The Bellevue, Wash., company, the No. 3 U.S. mobile-service carrier, earned 87 cents a share in the quarter, compared with 75 cents in the year-earlier quarter. Revenue reached $11.88 billion from $11.45 billion.
A survey of analysts by FactSet produced consensus estimates of 83 cents of profit on $11.82 billion of revenue.
At last check T-Mobile shares had edged up 0.9%. They closed the regular Thursday trading session 1.2% higher at $82.77.
Average branded postpaid revenue per user fell 1.1% to $45.79 in the quarter. That beat the FactSet-survey-derived estimate of $45.40.
In the fourth quarter T-Mobile added a net 1.9 million customers. That brought its total customer count to 86 million.
Churn, the rate at which customers move to other carriers, was 1.01% in the quarter, up 0.02 percentage point.
In its outlook, the company said that it could not estimate net income for 2020. T-Mobile did say it expected to add 2.6 million to 3.6 million customers in the full year.

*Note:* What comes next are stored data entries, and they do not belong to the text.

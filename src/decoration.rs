//! Painters for underline, strikeout, highlight and separator lines.
//!
//! They receive already resolved geometry, typically taken from
//! [`crate::particle::TextRun::paint_span`], and never lay anything out
//! themselves. Under right-to-left direction each one mirrors its x.

mod highlight;
mod separator;
mod strikeout;
mod underline;

pub use highlight::Highlight;
pub use separator::Separator;
pub use strikeout::Strikeout;
pub use underline::Underline;

/// Stroke pattern of an underline.
#[derive(Clone, Copy, Debug, Default, PartialEq, Eq, Hash)]
pub enum TextDecorationStyle {
    #[default]
    Solid,
    Double,
    Dashed,
    Dotted,
    Wavy,
}
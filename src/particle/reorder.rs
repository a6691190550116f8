use std::collections::VecDeque;

use crate::classify::is_rtl_character;
use crate::particle::TextRun;

/// Puts a finished run queue into visual order for right-to-left display.
///
/// This is a local, pairwise heuristic rather than the Unicode
/// bidirectional algorithm. The first run anchors the output; every later
/// run is compared with its predecessor in the *input* order:
///
/// 1. runs opened by a sub- or superscript go to the front, they always read
///    left-to-right;
/// 2. if either run starts with a right-to-left character the run goes to
///    the back;
/// 3. anything else goes to the front.
///
/// Afterwards runs are laid out leftwards from the first run's `x`: each run
/// gets `x = start_x - offset`, where `offset` is the summed width of the
/// runs placed before it, and every position receives a visual quad spanning
/// the whole run.
pub fn reorder_runs(runs: Vec<TextRun>) -> Vec<TextRun> {
    if runs.len() < 2 {
        return runs;
    }

    let start_x = runs[0].x;
    let leads_rtl: Vec<bool> = runs
        .iter()
        .map(|run| run.first_char().is_some_and(is_rtl_character))
        .collect();

    let mut ordered = VecDeque::with_capacity(runs.len());
    for (index, run) in runs.into_iter().enumerate() {
        if index == 0 {
            ordered.push_back(run);
        } else if run.first_kind().is_some_and(|kind| kind.is_script()) {
            ordered.push_front(run);
        } else if leads_rtl[index] || leads_rtl[index - 1] {
            ordered.push_back(run);
        } else {
            ordered.push_front(run);
        }
    }

    let mut offset = 0.0;
    ordered
        .into_iter()
        .map(|mut run| {
            let x = start_x - offset;
            let width = run.width();
            run.x = x;
            for position in &mut run.positions {
                position.visual_coordinate =
                    Some(position.coordinate.with_horizontal_span(x, x + width));
            }
            offset += width;
            run
        })
        .collect()
}
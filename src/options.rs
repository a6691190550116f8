/// Paragraph direction of the document being painted.
#[derive(Clone, Copy, Debug, Default, PartialEq, Eq, Hash)]
pub enum Direction {
    #[default]
    Ltr,
    Rtl,
}

impl Direction {
    pub fn is_rtl(self) -> bool {
        matches!(self, Direction::Rtl)
    }
}

/// Document-level settings read by the run engine and the decoration painters.
#[derive(Clone, Debug, PartialEq)]
pub struct DrawOptions {
    pub direction: Direction,
    /// Device scale; line widths of decorations follow it.
    pub scale: f32,
    /// Used for runs that carry no color of their own.
    pub default_color: String,
    pub underline_color: String,
    pub strikeout_color: String,
    pub highlight_alpha: f32,
    /// Width of the writable area, needed to mirror highlights under RTL.
    pub inner_width: f32,
}

impl Default for DrawOptions {
    fn default() -> Self {
        Self {
            direction: Direction::Ltr,
            scale: 1.0,
            default_color: "#000000".to_string(),
            underline_color: "#000000".to_string(),
            strikeout_color: "#FF0000".to_string(),
            highlight_alpha: 0.6,
            inner_width: 0.0,
        }
    }
}

impl DrawOptions {
    pub fn rtl() -> Self {
        Self {
            direction: Direction::Rtl,
            ..Default::default()
        }
    }
}
//! # Fude
//!
//! Text-run batching and right-to-left reordering for canvas-based rich text.
//!
//! ## Overview
//!
//! Row composition hands `fude` one positioned glyph element at a time, in
//! logical order. The [`TextParticle`] merges neighbouring elements that share
//! kind, style and color into [`TextRun`]s, reattaches trailing punctuation
//! when the document is right-to-left, reorders runs for visual display and
//! finally paints them through a [`Canvas`]. Decoration painters read the
//! same run geometry afterwards.
//!
//! ## Usage
//!
//! ```rust,no_run
//! use fude::{BitmapCanvas, DrawOptions, Element, FontBook, TextParticle};
//! use fude::geometry::Quad;
//!
//! // 1. Load fonts
//! let fonts = FontBook::new();
//! fonts.load_system_fonts();
//!
//! // 2. Measure and record a line
//! let mut particle = TextParticle::new(DrawOptions::rtl());
//! let mut x = 0.0;
//! for value in ["م", "ر", "ح", "ب", "ا"] {
//!     let mut element = Element::text(value, "16px sans-serif", 0.0, 20.0);
//!     element.metrics.width = particle.measure_text(&fonts, "16px sans-serif", &element).width;
//!     let width = element.advance();
//!     particle.record(&element, x, 16.0, Quad::from_origin_size(x, 0.0, width, 20.0));
//!     x += width;
//! }
//!
//! // 3. Paint
//! let mut canvas = BitmapCanvas::new(&fonts, 200, 32);
//! particle.complete(&mut canvas);
//! ```
//!
//! ## Features
//!
//! *   **Minimal runs**: one draw call per stretch of uniformly styled text.
//! *   **RTL support**: a local reordering heuristic with visual coordinates for decorations.
//! *   **Measurement cache**: per `(font, value)` memoization of font metrics.
//! *   **Font Management**: system fonts and custom font files through `fontdb` and `fontdue`.

pub mod canvas;
pub mod classify;
pub mod decoration;
pub mod element;
pub mod font_book;
pub mod geometry;
pub mod options;
pub mod particle;
pub mod text;

// common re-exports
pub use canvas::{BitmapCanvas, Canvas, Stroke};
pub use element::{Element, ElementKind, ElementMetrics};
pub use font_book::FontBook;
pub use options::{Direction, DrawOptions};
pub use particle::{TextParticle, TextRun};
pub use text::{MeasureCache, TextMeasurer, TextMetrics};

// re-export dependencies
pub use fontdb;
pub use fontdue;
pub use parking_lot;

In the first quarter, T-Mobile said it expected pre-closing costs related to its proposed merger with Sprint of $200 million to $300 million before taxes.
The company's proposed $26.5 billion merger with Sprint is still up in the air as a federal court in New York decides its fate. U.S. District Judge Victor Marrero heard closing arguments Jan. 15 after 10 days of testimony.
While federal regulators last year cleared the deal to go through, a group of state attorneys general filed suit in November to block the combination, saying that it would sharply raise prices for consumers.
The Justice Department and the Federal Communications Commission OKd the deal, conditioned on the companies selling assets to Dish Network (DISH) - Get Free Report so that company could set up a new wireless carrier. The states say that that condition isn't enough to ensure competition in the wireless market.
On Wednesday, the Justice Department's top antitrust official, Makan Delrahim, at a speech in Washington objected to the states' effort to block the merger, Bloomberg reported.
If the states can prevent such a settlement, “that will wreak havoc on parties’ ability to merge and the government’s ability to settle cases, and cause real uncertainty in the market for mergers and acquisitions,” Bloomberg quoted Delrahim as saying.